Réseau des droits demande le retrait des recommandations du Conseil de la concurrence sur les médicaments et avertit des menaces pesant sur la sécurité pharmaceutique et la souveraineté sanitaire.

La Réseau marocain pour la défense du droit à la santé et du droit à la vie a appelé à un retrait immédiat des recommandations récentes du Conseil de la concurrence concernant la réforme du système de distribution et de délivrance des médicaments. Elle estime que celles-ci se basent sur une « approche commerciale étroite » qui ignore la dimension sanitaire et sociale du médicament, menaçant ainsi la sécurité médicamenteuse et la souveraineté sanitaire nationale.
Dans une note urgente adressée au Chef du gouvernement et au ministre de la Santé et de la protection sociale, le réseau a exprimé son refus catégorique de la proposition d’ouverture du capital des pharmacies à des investissements non professionnels, alertant que cela mettrait fin à l’indépendance du pharmacien et transformerait les pharmacies en unités commerciales gérées selon un logique de profit plutôt que de service sanitaire.
Le réseau a également souligné que la vente de médicaments en dehors du cadre légal des pharmacies, que ce soit via des plateformes numériques ou des grandes surfaces, pourrait entraîner un affaiblissement du contrôle professionnel et renforcer la tendance au « médecin auto-prescripteur », avec les risques de toxicité médicamenteuse, d’interactions dangereuses et de propagation de médicaments contrefaits.

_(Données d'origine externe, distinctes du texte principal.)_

// src/cli.rs

//! CLI argument parsing using `clap`.

use clap::{Parser, ValueEnum};

use crate::types::DispatchOrder;

/// Command-line arguments for `buildplan`.
#[derive(Debug, Clone, Parser)]
#[command(
    name = "buildplan",
    version,
    about = "Discover task dependencies from their configuration and print a dispatch plan.",
    long_about = None
)]
pub struct CliArgs {
    /// Path to the build description (TOML).
    ///
    /// Default: `Buildplan.toml` in the current working directory.
    #[arg(long, value_name = "PATH", default_value = "Buildplan.toml")]
    pub config: String,

    /// Plan only this task and what it depends on. Repeatable.
    #[arg(long = "task", value_name = "NAME")]
    pub tasks: Vec<String>,

    /// Withdraw this task before dispatch; tasks depending on it are
    /// reported as blocked. Repeatable.
    #[arg(long = "skip", value_name = "NAME")]
    pub skip: Vec<String>,

    /// Dispatch order override: `first` (oldest ready task) or `last`.
    #[arg(long, value_name = "ORDER")]
    pub order: Option<DispatchOrder>,

    /// Logging level (error, warn, info, debug, trace).
    ///
    /// If omitted, `BUILDPLAN_LOG` or a default level will be used.
    #[arg(long, value_enum, value_name = "LEVEL")]
    pub log_level: Option<LogLevel>,

    /// Parse + validate, print tasks, but don't walk or plan anything.
    #[arg(long)]
    pub dry_run: bool,
}

/// Log level as exposed on the CLI.
#[derive(Debug, Copy, Clone, ValueEnum)]
pub enum LogLevel {
    Error,
    Warn,
    Info,
    Debug,
    Trace,
}

/// Convenience wrapper around `CliArgs::parse()`.
pub fn parse() -> CliArgs {
    CliArgs::parse()
}
#![allow(dead_code)]

use std::collections::BTreeMap;

use buildplan::config::{ConfigFile, ConfigSection, RawConfigFile, TaskConfig};
use buildplan::types::DispatchOrder;

/// Builder for `ConfigFile` to simplify test setup.
pub struct ConfigFileBuilder {
    config: RawConfigFile,
}

impl ConfigFileBuilder {
    pub fn new() -> Self {
        Self {
            config: RawConfigFile {
                config: ConfigSection::default(),
                task: BTreeMap::new(),
            },
        }
    }

    pub fn with_task(mut self, name: &str, task: TaskConfig) -> Self {
        self.config.task.insert(name.to_string(), task);
        self
    }

    pub fn dispatch_order(mut self, order: DispatchOrder) -> Self {
        self.config.config.dispatch_order = order;
        self
    }

    pub fn fail_on_diagnostics(mut self, val: bool) -> Self {
        self.config.config.fail_on_diagnostics = val;
        self
    }

    /// The unvalidated config, for tests of validation itself.
    pub fn build_raw(self) -> RawConfigFile {
        self.config
    }

    pub fn build(self) -> ConfigFile {
        ConfigFile::try_from(self.config).expect("Failed to build valid config from builder")
    }
}

impl Default for ConfigFileBuilder {
    fn default() -> Self {
        Self::new()
    }
}

/// Builder for `TaskConfig`.
pub struct TaskConfigBuilder {
    task: TaskConfig,
}

impl TaskConfigBuilder {
    pub fn new() -> Self {
        Self {
            task: TaskConfig::default(),
        }
    }

    pub fn after(mut self, dep: &str) -> Self {
        self.task.after.push(dep.to_string());
        self
    }

    pub fn description(mut self, text: &str) -> Self {
        self.task.description = Some(text.to_string());
        self
    }

    /// Any TOML value under `properties.<key>`.
    pub fn property(mut self, key: &str, value: impl Into<toml::Value>) -> Self {
        self.task.properties.insert(key.to_string(), value.into());
        self
    }

    /// `<key> = { output = "<path>" }`
    pub fn output(self, key: &str, path: &str) -> Self {
        self.property(key, reference("output", path))
    }

    /// `<key> = { output_of = "<task>" }`
    pub fn output_of(self, key: &str, task: &str) -> Self {
        self.property(key, reference("output_of", task))
    }

    /// `<key> = { value_of = "<task>" }`
    pub fn value_of(self, key: &str, task: &str) -> Self {
        self.property(key, reference("value_of", task))
    }

    pub fn nested(self, key: &str, table: toml::Table) -> Self {
        self.property(key, toml::Value::Table(table))
    }

    pub fn build(self) -> TaskConfig {
        self.task
    }
}

impl Default for TaskConfigBuilder {
    fn default() -> Self {
        Self::new()
    }
}

fn reference(key: &str, target: &str) -> toml::Value {
    let mut table = toml::Table::new();
    table.insert(key.to_string(), toml::Value::String(target.to_string()));
    toml::Value::Table(table)
}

Il a mis en garde contre le risque d’apparition de ce qu’il a qualifié de « déserts médicaux » en raison de la faillite des petites pharmacies, notamment dans les villages et les quartiers défavorisés, menaçant ainsi l’équité territoriale en matière d’accès aux soins.
Le réseau a critiqué ce qu’il considère comme un déni des véritables causes de la hausse des prix des médicaments, indiquant que certaines prix dépassent largement ceux des pays d’origine, tout en chargeant la marge bénéficiaire du pharmacien de la responsabilité de l’inflation sans une réforme structurelle du système de tarification et de contrôle.
Il a prévenu que la libération des prix pourrait diriger les patients vers des médicaments plus rentables au lieu de ceux qui sont médicalement appropriés, augmentant ainsi le fardeau financier pour les familles et ralentissant les réformes du système de compensation, en particulier en ce qui concerne l’extension du principe du « tiers payant ».
Le réseau a appelé à une réforme « radicale et juste » qui inclut : une révision complète de l’arrêté 2.13.852 déterminant les prix des médicaments, visant une réduction effective des prix et un renforcement de la transparence sur les marges bénéficiaires ; l’élargissement des systèmes de compensation et la généralisation du principe du « tiers payant » ; l’élargissement de la liste des médicaments remboursables ; l’octroi de pouvoirs effectifs à l’Agence nationale des médicaments et des produits de santé pour réguler le marché, lutter contre le monopole, et garantir la qualité et la disponibilité des médicaments ; le soutien à l’industrie nationale et aux médicaments génériques, dont la part actuelle ne dépasse pas 37%, comme levier de souveraineté médicamenteuse ; la protection des petites pharmacies, en particulier dans les zones rurales et vulnérables, en allégeant leur charge fiscale ; l’établissement d’un système d’information unifié pour suivre le parcours des médicaments et les stocks de sécurité, afin d’éviter la spéculation et les ruptures d’approvisionnement ; et l’implication des acteurs des droits humains et professionnels dans l’élaboration d’un code national qui consacre le principe « médicament service public ».
Le réseau a conclu sa note en réaffirmant que le droit à la santé et à la vie est une priorité constitutionnelle qui transcende toute considération commerciale, mettant en garde que l’adoption des recommandations actuelles pourrait compromettre la protection sociale et creuser les inégalités d’accès aux soins.
Il réclame l’ouverture d’un dialogue national inclusif sur la réforme du système de médicaments, trouvant un équilibre entre la garantie de la concurrence et la protection de la santé publique, plaçant la sécurité médicamenteuse et la souveraineté sanitaire au cœur de toute réforme à venir.